On voit tout de suite l’utilité et l’intérêt de ce long, minutieux et diligent travail. On sait assez que le dix-huitième siècle, si novateur en toutes choses, a été, presque jusqu’à la fin, très timide, et l’on pourrait dire très timoré, en toutes questions littéraires. Il est resté essentiellement classique, et c’est chose assez curieuse que de le voir en violente réaction à peu près contre toutes les idées du dix-huitième, et plein de vénération et comme de superstition scrupuleuse à l’égard de la littérature du dix-septième siècle.
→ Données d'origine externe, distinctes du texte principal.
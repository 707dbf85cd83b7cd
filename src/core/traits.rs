//! Core traits for the teller ledger
//!
//! The teller core depends on the account index only through
//! [`AccountRegistry`], so the bank can be built around any index that can
//! hand out stable references to its accounts.

use crate::core::bank::Account;
use crate::types::AccountNumber;

/// Index from account number to account
///
/// Implementations must never move an account while the registry is
/// borrowed: teller operations hold guards into the account's balance cell
/// for the duration of a borrow of `&self`.
pub trait AccountRegistry: Send + Sync {
    /// Resolve an account number, or `None` if it is not registered
    fn lookup(&self, number: AccountNumber) -> Option<&Account>;

    /// Every registered account, in ascending account number order
    fn accounts(&self) -> impl Iterator<Item = &Account> + '_;

    /// Number of registered accounts
    fn len(&self) -> usize;

    fn is_empty(&self) -> bool {
        self.len() == 0
    }
}
//! Synchronous processing strategy
//!
//! A single teller runs every operation on the calling thread, in input
//! order. The result is deterministic, which makes this strategy the
//! reference the concurrent one is checked against.

use crate::core::TellerEngine;
use crate::strategy::ProcessingStrategy;
use crate::types::{LedgerError, TellerOperation};
use std::sync::Arc;

/// Single-teller strategy
///
/// # Examples
///
/// ```
/// use std::sync::Arc;
/// use teller_ledger::core::{Bank, BankConfig, TellerEngine};
/// use teller_ledger::strategy::{ProcessingStrategy, SyncProcessingStrategy};
///
/// let bank = Bank::uniform(&BankConfig::default()).unwrap();
/// let engine = Arc::new(TellerEngine::new(Arc::new(bank)));
///
/// SyncProcessingStrategy.process(&engine, Vec::new()).unwrap();
/// assert_eq!(engine.stats().processed(), 0);
/// ```
#[derive(Debug, Clone, Copy)]
pub struct SyncProcessingStrategy;

impl ProcessingStrategy for SyncProcessingStrategy {
    fn process(
        &self,
        engine: &Arc<TellerEngine>,
        operations: Vec<TellerOperation>,
    ) -> Result<(), LedgerError> {
        for operation in &operations {
            // Rejections are counted by the engine
            let _ = engine.process(operation);
        }
        Ok(())
    }
}
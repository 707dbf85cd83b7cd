//! Teller Ledger CLI
//!
//! Runs teller operations (deposits, withdrawals, transfers) against a bank
//! ledger, audits the result, and prints balances as CSV.
//!
//! # Usage
//!
//! ```bash
//! cargo run -- operations.csv > accounts.csv
//! cargo run -- --accounts opening.csv --branches 2 operations.csv > accounts.csv
//! cargo run -- --strategy sync operations.csv > accounts.csv
//! cargo run -- --simulate 100000 --tellers 16 --report branches > branches.csv
//! ```
//!
//! Logs go to stderr and are filtered with `RUST_LOG` (default `info`).
//!
//! # Exit Codes
//!
//! - 0: Success
//! - 1: Error (unreadable input, invalid bank, inconsistent ledger, etc.)

use std::process;
use teller_ledger::cli;
use tracing_subscriber::{layer::SubscriberExt, util::SubscriberInitExt};

fn main() {
    // Logs on stderr, stdout carries only the CSV report
    tracing_subscriber::registry()
        .with(
            tracing_subscriber::EnvFilter::try_from_default_env()
                .unwrap_or_else(|_| "info".into()),
        )
        .with(tracing_subscriber::fmt::layer().with_writer(std::io::stderr))
        .init();

    let args = cli::parse_args();

    let mut output = std::io::stdout();
    if let Err(e) = cli::run(&args, &mut output) {
        tracing::error!(error = %e, "run failed");
        eprintln!("Error: {}", e);
        process::exit(1);
    }
}
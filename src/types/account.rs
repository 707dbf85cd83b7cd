//! Account-related types for the teller ledger
//!
//! This module defines the typed identifiers used throughout the ledger
//! (`AccountNumber`, `BranchId`), the amount type, and the plain balance
//! rows produced by a ledger snapshot.

use super::error::LedgerError;
use std::fmt;
use std::str::FromStr;

/// Signed balance amount in the smallest currency unit
pub type AccountAmount = i64;

/// Branch identifier
///
/// Occupies the high 32 bits of an [`AccountNumber`]. Branch ids are dense:
/// a bank with `n` branches uses ids `0..n`.
#[derive(Debug, Clone, Copy, PartialEq, Eq, PartialOrd, Ord, Hash)]
pub struct BranchId(u32);

impl BranchId {
    pub const fn new(id: u32) -> Self {
        BranchId(id)
    }

    pub const fn get(self) -> u32 {
        self.0
    }

    /// Position of this branch in the bank's branch table
    pub const fn index(self) -> usize {
        self.0 as usize
    }
}

impl fmt::Display for BranchId {
    fn fmt(&self, f: &mut fmt::Formatter<'_>) -> fmt::Result {
        write!(f, "{}", self.0)
    }
}

/// Account identifier
///
/// A 64-bit value whose high [`AccountNumber::BRANCH_BITS`] bits hold the
/// owning [`BranchId`] and whose low [`AccountNumber::SEQUENCE_BITS`] bits hold
/// a per-branch sequence number. Every `u64` is a valid account number, so
/// decoding is total.
///
/// Account numbers are ordered numerically. Because the branch occupies the
/// high bits, accounts of a lower branch always sort before accounts of a
/// higher branch.
///
/// The textual form is `branch:sequence` (e.g. `2:17`). Parsing also accepts a
/// raw decimal value or a `0x`-prefixed hexadecimal value.
#[derive(Debug, Clone, Copy, PartialEq, Eq, PartialOrd, Ord, Hash)]
pub struct AccountNumber(u64);

impl AccountNumber {
    pub const SEQUENCE_BITS: u32 = 32;
    pub const BRANCH_BITS: u32 = u64::BITS - Self::SEQUENCE_BITS;
    const SEQUENCE_MASK: u64 = (1 << Self::SEQUENCE_BITS) - 1;

    /// Encode a branch id and a per-branch sequence number
    pub const fn new(branch: BranchId, sequence: u32) -> Self {
        AccountNumber(((branch.0 as u64) << Self::SEQUENCE_BITS) | sequence as u64)
    }

    pub const fn from_raw(raw: u64) -> Self {
        AccountNumber(raw)
    }

    pub const fn raw(self) -> u64 {
        self.0
    }

    /// Decode the owning branch from the high bits
    pub const fn branch(self) -> BranchId {
        BranchId((self.0 >> Self::SEQUENCE_BITS) as u32)
    }

    /// Decode the per-branch sequence number from the low bits
    pub const fn sequence(self) -> u32 {
        (self.0 & Self::SEQUENCE_MASK) as u32
    }

    /// Whether both accounts decode to the same branch
    pub const fn same_branch(self, other: AccountNumber) -> bool {
        self.branch().0 == other.branch().0
    }
}

impl fmt::Display for AccountNumber {
    fn fmt(&self, f: &mut fmt::Formatter<'_>) -> fmt::Result {
        write!(f, "{}:{}", self.branch(), self.sequence())
    }
}

impl FromStr for AccountNumber {
    type Err = LedgerError;

    fn from_str(s: &str) -> Result<Self, Self::Err> {
        let trimmed = s.trim();
        let invalid = || LedgerError::invalid_account_number(s);

        if let Some((branch, sequence)) = trimmed.split_once(':') {
            let branch = branch.trim().parse::<u32>().map_err(|_| invalid())?;
            let sequence = sequence.trim().parse::<u32>().map_err(|_| invalid())?;
            return Ok(AccountNumber::new(BranchId(branch), sequence));
        }

        let raw = match trimmed
            .strip_prefix("0x")
            .or_else(|| trimmed.strip_prefix("0X"))
        {
            Some(hex) => u64::from_str_radix(hex, 16),
            None => trimmed.parse::<u64>(),
        };

        raw.map(AccountNumber).map_err(|_| invalid())
    }
}

/// Account balance as observed in a ledger snapshot
#[derive(Debug, Clone, Copy, PartialEq, Eq)]
pub struct AccountBalance {
    pub account: AccountNumber,
    pub balance: AccountAmount,
}

/// Branch aggregate balance as observed in a ledger snapshot
#[derive(Debug, Clone, Copy, PartialEq, Eq)]
pub struct BranchBalance {
    pub branch: BranchId,
    pub balance: AccountAmount,
}
//! Synchronous CSV readers
//!
//! - [`SyncReader`] streams teller operations from an operations file
//!   (`op,account,to,amount`), one record at a time.
//! - [`read_opening_balances`] loads a whole opening balance file
//!   (`account,balance`) for bank construction.
//!
//! Both delegate record conversion to the `csv_format` module.
//!
//! # Error Handling
//!
//! - Fatal errors (file not found, I/O errors) are returned from `new()` /
//!   `read_opening_balances`
//! - Operation records that fail to parse are yielded as `Err` items carrying
//!   their line number, so callers can log and skip them
//! - A bad opening balance row is fatal: a bank built from a partial account
//!   list would silently lose money

use crate::io::csv_format::{
    convert_account_record, convert_csv_record, CsvAccountRecord, CsvRecord,
};
use crate::types::{AccountAmount, AccountNumber, LedgerError, TellerOperation};
use csv::{ReaderBuilder, Trim};
use std::fs::File;
use std::io::ErrorKind;
use std::path::Path;

fn open_csv(path: &Path) -> Result<csv::Reader<File>, LedgerError> {
    let file = File::open(path).map_err(|e| match e.kind() {
        ErrorKind::NotFound => LedgerError::FileNotFound {
            path: path.display().to_string(),
        },
        _ => LedgerError::from(e),
    })?;

    Ok(ReaderBuilder::new()
        .trim(Trim::All)
        .flexible(true)
        .buffer_capacity(8 * 1024)
        .from_reader(file))
}

/// Streaming reader of teller operations
///
/// # Examples
///
/// ```no_run
/// use teller_ledger::io::sync_reader::SyncReader;
/// use std::path::Path;
///
/// let reader = SyncReader::new(Path::new("operations.csv")).unwrap();
/// let operations: Vec<_> = reader.filter_map(Result::ok).collect();
/// println!("Parsed {} operations", operations.len());
/// ```
#[derive(Debug)]
pub struct SyncReader {
    reader: csv::Reader<File>,
    line_num: u64,
}

impl SyncReader {
    /// Open an operations file
    ///
    /// The CSV reader trims whitespace from all fields and allows a missing
    /// trailing `to` column.
    pub fn new(path: &Path) -> Result<Self, LedgerError> {
        Ok(Self {
            reader: open_csv(path)?,
            line_num: 1,
        })
    }
}

impl Iterator for SyncReader {
    type Item = Result<TellerOperation, LedgerError>;

    fn next(&mut self) -> Option<Self::Item> {
        let next = self.reader.deserialize::<CsvRecord>().next()?;
        self.line_num += 1;
        let line = self.line_num;

        Some(match next {
            Ok(record) => convert_csv_record(record)
                .map_err(|e| LedgerError::parse_error(Some(line), e.to_string())),
            Err(e) => Err(LedgerError::parse_error(Some(line), e.to_string())),
        })
    }
}

/// Read every `(account, opening balance)` row of a balances file
///
/// # Errors
///
/// Fails on the first unreadable or invalid row.
pub fn read_opening_balances(
    path: &Path,
) -> Result<Vec<(AccountNumber, AccountAmount)>, LedgerError> {
    let mut reader = open_csv(path)?;
    let mut accounts = Vec::new();

    for (index, row) in reader.deserialize::<CsvAccountRecord>().enumerate() {
        let line = index as u64 + 2;
        let pair = row
            .map_err(LedgerError::from)
            .and_then(convert_account_record)
            .map_err(|e| LedgerError::parse_error(Some(line), e.to_string()))?;
        accounts.push(pair);
    }

    Ok(accounts)
}

#[cfg(test)]
mod tests {
    use super::*;
    use crate::types::BranchId;
    use std::io::Write;
    use tempfile::NamedTempFile;

    /// Helper function to create a temporary CSV file for testing
    fn create_temp_csv(content: &str) -> NamedTempFile {
        let mut file = NamedTempFile::new().expect("Failed to create temp file");
        file.write_all(content.as_bytes())
            .expect("Failed to write to temp file");
        file.flush().expect("Failed to flush temp file");
        file
    }

    fn account(branch: u32, sequence: u32) -> AccountNumber {
        AccountNumber::new(BranchId::new(branch), sequence)
    }

    #[test]
    fn test_sync_reader_fails_on_missing_file() {
        let result = SyncReader::new(Path::new("nonexistent.csv"));
        assert_eq!(
            result.unwrap_err(),
            LedgerError::FileNotFound {
                path: "nonexistent.csv".to_string()
            }
        );
    }

    #[test]
    fn test_sync_reader_iterates_all_operation_kinds() {
        let file = create_temp_csv(
            "op,account,to,amount\n\
             deposit,1:0,,10\n\
             withdraw,1:0,,4\n\
             transfer,1:0,2:0,3\n",
        );

        let operations: Vec<_> = SyncReader::new(file.path()).unwrap().collect();

        assert_eq!(
            operations,
            vec![
                Ok(TellerOperation::Deposit { account: account(1, 0), amount: 10 }),
                Ok(TellerOperation::Withdraw { account: account(1, 0), amount: 4 }),
                Ok(TellerOperation::Transfer { from: account(1, 0), to: account(2, 0), amount: 3 }),
            ]
        );
    }

    #[test]
    fn test_sync_reader_continues_after_bad_record_with_line_number() {
        let file = create_temp_csv(
            "op,account,to,amount\n\
             deposit,1:0,,10\n\
             deposit,1:0,,-10\n\
             deposit,1:1,,5\n",
        );

        let records: Vec<_> = SyncReader::new(file.path()).unwrap().collect();

        assert_eq!(records.len(), 3);
        assert!(records[0].is_ok());
        assert!(records[2].is_ok());

        let error = records[1].as_ref().unwrap_err().to_string();
        assert!(error.contains("line 3"), "{error}");
        assert!(error.contains("Invalid amount"), "{error}");
    }

    #[test]
    fn test_sync_reader_handles_whitespace_and_short_rows() {
        let file = create_temp_csv("op,account,to,amount\n  deposit ,  0:1 ,  , 7 \n");

        let records: Vec<_> = SyncReader::new(file.path()).unwrap().collect();

        assert_eq!(
            records,
            vec![Ok(TellerOperation::Deposit { account: account(0, 1), amount: 7 })]
        );
    }

    #[test]
    fn test_sync_reader_empty_file_after_header() {
        let file = create_temp_csv("op,account,to,amount\n");
        assert_eq!(SyncReader::new(file.path()).unwrap().count(), 0);
    }

    #[test]
    fn test_read_opening_balances() {
        let file = create_temp_csv("account,balance\n0:0,100\n1:0, 50\n");

        let accounts = read_opening_balances(file.path()).unwrap();

        assert_eq!(accounts, vec![(account(0, 0), 100), (account(1, 0), 50)]);
    }

    #[test]
    fn test_read_opening_balances_rejects_bad_row() {
        let file = create_temp_csv("account,balance\n0:0,100\n1:0,lots\n");

        let error = read_opening_balances(file.path()).unwrap_err();

        assert!(matches!(error, LedgerError::ParseError { line: Some(3), .. }));
    }
}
L’Encyclopédie, qui est l’œuvre centrale du dix-huitième siècle, et qui est achevée ou pour mieux dire interrompue avant que la troisième génération du dix-huitième siècle se soit mise en marche, devait refléter cet esprit général du temps.

Et, en effet, de même qu’on a dit de Voltaire : « conservateur en tout, sauf en religion », de même il faudrait dire de l’Encyclopédie : « révolutionnaire en tout, sauf en littérature, comme le siècle dont elle est l’expression, l’image, le représentant, et aussi le guide ».
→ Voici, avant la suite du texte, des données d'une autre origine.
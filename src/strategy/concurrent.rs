//! Concurrent multi-teller strategy
//!
//! Operations are dealt round-robin to `tellers` queues. Each queue is worked
//! by its own teller on a dedicated blocking thread of a tokio multi-threaded
//! runtime; teller operations block on account and branch locks, so they
//! never run on the async worker threads.
//!
//! ```text
//! ConcurrentProcessingStrategy
//!     ├── TellerConfig (tellers)
//!     └── tokio runtime
//!         └── spawn_blocking × tellers ──► Arc<TellerEngine> ──► Arc<Bank>
//! ```
//!
//! Operations within one queue keep their input order. Across queues there
//! is no ordering guarantee, so when operations compete for the same funds
//! which one is rejected depends on scheduling; the audited invariants hold
//! either way.

use crate::core::TellerEngine;
use crate::strategy::ProcessingStrategy;
use crate::types::{LedgerError, TellerOperation};
use std::sync::Arc;
use tracing::{debug, warn};

/// Configuration for concurrent processing
#[derive(Clone, Debug, PartialEq, Eq)]
pub struct TellerConfig {
    /// Number of tellers working in parallel
    pub tellers: usize,
}

impl Default for TellerConfig {
    fn default() -> Self {
        Self {
            tellers: num_cpus::get(),
        }
    }
}

impl TellerConfig {
    /// Create a TellerConfig, falling back to the default for zero tellers
    pub fn new(tellers: usize) -> Self {
        let default = Self::default();

        let tellers = if tellers == 0 {
            warn!(tellers, fallback = default.tellers, "invalid teller count, using default");
            default.tellers
        } else {
            tellers
        };

        Self { tellers }
    }
}

/// Multi-teller strategy
#[derive(Debug, Clone)]
pub struct ConcurrentProcessingStrategy {
    config: TellerConfig,
}

impl ConcurrentProcessingStrategy {
    pub fn new(config: TellerConfig) -> Self {
        Self { config }
    }

    /// Deal operations round-robin into one queue per teller
    pub fn partition(&self, operations: Vec<TellerOperation>) -> Vec<Vec<TellerOperation>> {
        let tellers = self.config.tellers.max(1);
        let mut queues: Vec<Vec<TellerOperation>> = (0..tellers)
            .map(|_| Vec::with_capacity(operations.len() / tellers + 1))
            .collect();

        for (index, operation) in operations.into_iter().enumerate() {
            queues[index % tellers].push(operation);
        }

        queues
    }
}

impl ProcessingStrategy for ConcurrentProcessingStrategy {
    fn process(
        &self,
        engine: &Arc<TellerEngine>,
        operations: Vec<TellerOperation>,
    ) -> Result<(), LedgerError> {
        let queues = self.partition(operations);

        let runtime = tokio::runtime::Builder::new_multi_thread()
            .worker_threads(1)
            .max_blocking_threads(queues.len())
            .thread_name("teller")
            .build()
            .map_err(|e| LedgerError::runtime(format!("failed to create tokio runtime: {e}")))?;

        runtime.block_on(async {
            let tasks = queues.into_iter().enumerate().map(|(teller, queue)| {
                let engine = Arc::clone(engine);
                tokio::task::spawn_blocking(move || {
                    debug!(teller, operations = queue.len(), "teller started");
                    for operation in &queue {
                        // Rejections are counted by the engine
                        let _ = engine.process(operation);
                    }
                    debug!(teller, "teller finished");
                })
            });

            for result in futures::future::join_all(tasks).await {
                result.map_err(|e| LedgerError::runtime(format!("teller failed: {e}")))?;
            }

            Ok(())
        })
    }
}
Et ces choses sont vraies, très vraies ; seulement, comme toutes les choses vraies, elles ne sont pas vraies tout à fait. L’Encyclopédie est, en général, très classique, très conservatrice et très traditionniste en littérature ; mais cependant, sur certains points, elle a quelques idées nouvelles et quelques tendances novatrices. Ce sont ces points précisément que M. J. Rocafort a voulu mettre en lumière et bien nettement faire connaître.
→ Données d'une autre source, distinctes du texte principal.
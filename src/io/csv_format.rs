//! CSV format handling for operations, opening balances and reports
//!
//! This module centralizes all CSV format concerns:
//! - `CsvRecord` / `convert_csv_record` for teller operation rows
//!   (`op,account,to,amount`)
//! - `CsvAccountRecord` / `convert_account_record` for opening balance rows
//!   (`account,balance`)
//! - report writers for account and branch balances
//!
//! All functions are pure (no file access) for easy testing. Input amounts
//! are validated here: a negative amount in a file is a bad record, never a
//! call into the teller core.

use crate::types::{
    AccountAmount, AccountBalance, AccountNumber, BranchBalance, LedgerError, TellerOperation,
};
use serde::Deserialize;
use std::io::Write;

/// Teller operation row
///
/// `to` is only meaningful for transfers and may be empty otherwise.
#[derive(Debug, Deserialize, Clone, PartialEq)]
pub struct CsvRecord {
    pub op: String,
    pub account: String,
    pub to: Option<String>,
    pub amount: String,
}

/// Opening balance row
#[derive(Debug, Deserialize, Clone, PartialEq)]
pub struct CsvAccountRecord {
    pub account: String,
    pub balance: String,
}

fn parse_amount(text: &str) -> Result<AccountAmount, LedgerError> {
    match text.trim().parse::<AccountAmount>() {
        Ok(amount) if amount >= 0 => Ok(amount),
        _ => Err(LedgerError::invalid_amount(text)),
    }
}

/// Convert a CsvRecord to a TellerOperation
///
/// Operation names are case-insensitive; `withdrawal` is accepted as an
/// alias of `withdraw`.
///
/// # Errors
///
/// - `InvalidOperation` for an unknown operation name
/// - `InvalidAccountNumber` for a malformed account
/// - `InvalidAmount` for a malformed or negative amount
/// - `MissingCounterparty` for a transfer without a destination
pub fn convert_csv_record(record: CsvRecord) -> Result<TellerOperation, LedgerError> {
    let account: AccountNumber = record.account.parse()?;
    let amount = parse_amount(&record.amount)?;

    match record.op.trim().to_lowercase().as_str() {
        "deposit" => Ok(TellerOperation::Deposit { account, amount }),
        "withdraw" | "withdrawal" => Ok(TellerOperation::Withdraw { account, amount }),
        "transfer" => {
            let to = match record.to.as_deref().map(str::trim) {
                Some(to) if !to.is_empty() => to.parse::<AccountNumber>()?,
                _ => return Err(LedgerError::MissingCounterparty { account }),
            };
            Ok(TellerOperation::Transfer {
                from: account,
                to,
                amount,
            })
        }
        _ => Err(LedgerError::invalid_operation(&record.op)),
    }
}

/// Convert a CsvAccountRecord to an `(account, opening balance)` pair
pub fn convert_account_record(
    record: CsvAccountRecord,
) -> Result<(AccountNumber, AccountAmount), LedgerError> {
    let account: AccountNumber = record.account.parse()?;
    let balance = parse_amount(&record.balance)?;
    Ok((account, balance))
}

/// Write account balances as `account,branch,balance`, sorted by account
pub fn write_accounts_csv(
    accounts: &[AccountBalance],
    output: &mut dyn Write,
) -> Result<(), LedgerError> {
    let mut writer = csv::Writer::from_writer(output);
    writer.write_record(["account", "branch", "balance"])?;

    let mut sorted = accounts.to_vec();
    sorted.sort_by_key(|row| row.account);

    for row in sorted {
        writer.write_record(&[
            row.account.to_string(),
            row.account.branch().to_string(),
            row.balance.to_string(),
        ])?;
    }

    writer.flush()?;
    Ok(())
}

/// Write branch balances as `branch,balance`, sorted by branch
pub fn write_branches_csv(
    branches: &[BranchBalance],
    output: &mut dyn Write,
) -> Result<(), LedgerError> {
    let mut writer = csv::Writer::from_writer(output);
    writer.write_record(["branch", "balance"])?;

    let mut sorted = branches.to_vec();
    sorted.sort_by_key(|row| row.branch);

    for row in sorted {
        writer.write_record(&[row.branch.to_string(), row.balance.to_string()])?;
    }

    writer.flush()?;
    Ok(())
}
C’est sa thèse même. C’est même un peu le défaut de sa thèse, parce que, comme il n’a guère insisté que sur ces points-là, la conclusion du lecteur un peu superficiel ou seulement un peu trop passif, pourrait être que l’Encyclopédie a été très hardie, très avancée et très hasardeuse en choses de critique littéraire. Le lecteur pourrait conclure ainsi, d’autant plus qu’il songerait que les chefs de l’Encyclopédie sont un « scientifique », d’Alembert, et un homme qui, lui, a été audacieux et aventureux en toutes choses, et particulièrement en littérature, Diderot.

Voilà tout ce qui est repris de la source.